### [Your instructions]
Would you print the material exactly, starting at its first line and ending at the line holding "if let Some(previous)"?

+++

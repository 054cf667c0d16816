use api::ContentClient;
use dioxus::core::Task;
use dioxus::prelude::*;
use shared_types::{parse_judgment_id, Judgment};
use shared_ui::detail::{
    body_sections, case_title, header_fields, trailing_sections, FetchState, FetchTracker,
};
use shared_ui::{Alert, Card, SectionCard, SectionTabs, Skeleton};

use crate::routes::Route;

/// Detail page for one judgment. Each change of `id` starts a new fetch;
/// responses for an earlier id are dropped by the tracker.
#[component]
pub fn JudgmentDetail(id: String) -> Element {
    let content: ContentClient = use_context();
    let mut tracker = use_signal(FetchTracker::<Judgment>::default);
    let mut inflight = use_signal(|| Option::<Task>::None);

    use_effect(use_reactive!(|id| {
        if let Some(previous) = inflight.write().take() {
            previous.cancel();
        }
        match parse_judgment_id(&id) {
            Ok(judgment_id) => {
                let ticket = tracker.write().begin(judgment_id);
                let client = content.clone();
                let task = spawn(async move {
                    let result = client.fetch_judgment(judgment_id).await;
                    tracker.write().settle(ticket, result);
                });
                inflight.set(Some(task));
            }
            Err(err) => {
                let ticket = tracker.write().begin(0);
                tracker.write().settle(ticket, Err(err));
            }
        }
    }));

    use_drop(move || {
        if let Ok(mut tracker) = tracker.try_write() {
            tracker.retire();
        }
    });

    let state = tracker.read().state().clone();

    rsx! {
        document::Link { rel: "stylesheet", href: asset!("./judgment.css") }
        div { class: "container judgment-page",
            Link { to: Route::Home {}, class: "judgment-back", "\u{2190} Back to search" }
            match state {
                FetchState::Idle | FetchState::Loading => rsx! {
                    div { class: "judgment-loading",
                        Skeleton { lines: 2, class: "judgment-title-skeleton" }
                        Skeleton { lines: 6 }
                    }
                },
                FetchState::Failed(message) => rsx! {
                    Alert {
                        title: "Unable to load judgment",
                        message,
                        action_label: "Back to search".to_string(),
                        on_action: move |_| {
                            navigator().push(Route::Home {});
                        },
                    }
                },
                FetchState::Loaded(judgment) => rsx! {
                    JudgmentView { judgment }
                },
            }
        }
    }
}

#[component]
fn JudgmentView(judgment: Judgment) -> Element {
    let title = case_title(&judgment);
    let header = header_fields(&judgment.record);
    let body = body_sections(&judgment.record);
    let trailing = trailing_sections(&judgment.record);

    rsx! {
        h1 { class: "judgment-title", "{title}" }
        Card { class: "judgment-header",
            dl { class: "judgment-facts",
                for (label, value) in header {
                    div { key: "{label}",
                        dt { "{label}" }
                        dd { "{value}" }
                    }
                }
            }
        }
        SectionTabs {}
        div { class: "judgment-sections",
            for section in body.into_iter().chain(trailing) {
                SectionCard {
                    key: "{section.anchor}",
                    anchor: section.anchor,
                    title: section.title,
                    body: section.body,
                    available: section.available,
                }
            }
        }
    }
}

+++

### [Task solution]
repository 054cf667c0d16816
use api::ContentClient;
use dioxus::core::Task;
use dioxus::prelude::*;
use shared_types::{parse_judgment_id, Judgment};
use shared_ui::detail::{
    body_sections, case_title, header_fields, trailing_sections, FetchState, FetchTracker,
};
use shared_ui::{Alert, Card, SectionCard, SectionTabs, Skeleton};

use crate::routes::Route;

/// Detail page for one judgment. Each change of `id` starts a new fetch;
/// responses for an earlier id are dropped by the tracker.
#[component]
pub fn JudgmentDetail(id: String) -> Element {
    let content: ContentClient = use_context();
    let mut tracker = use_signal(FetchTracker::<Judgment>::default);
    let mut inflight = use_signal(|| Option::<Task>::None);

    use_effect(use_reactive!(|id| {
        if let Some(previous) = inflight.write().take() {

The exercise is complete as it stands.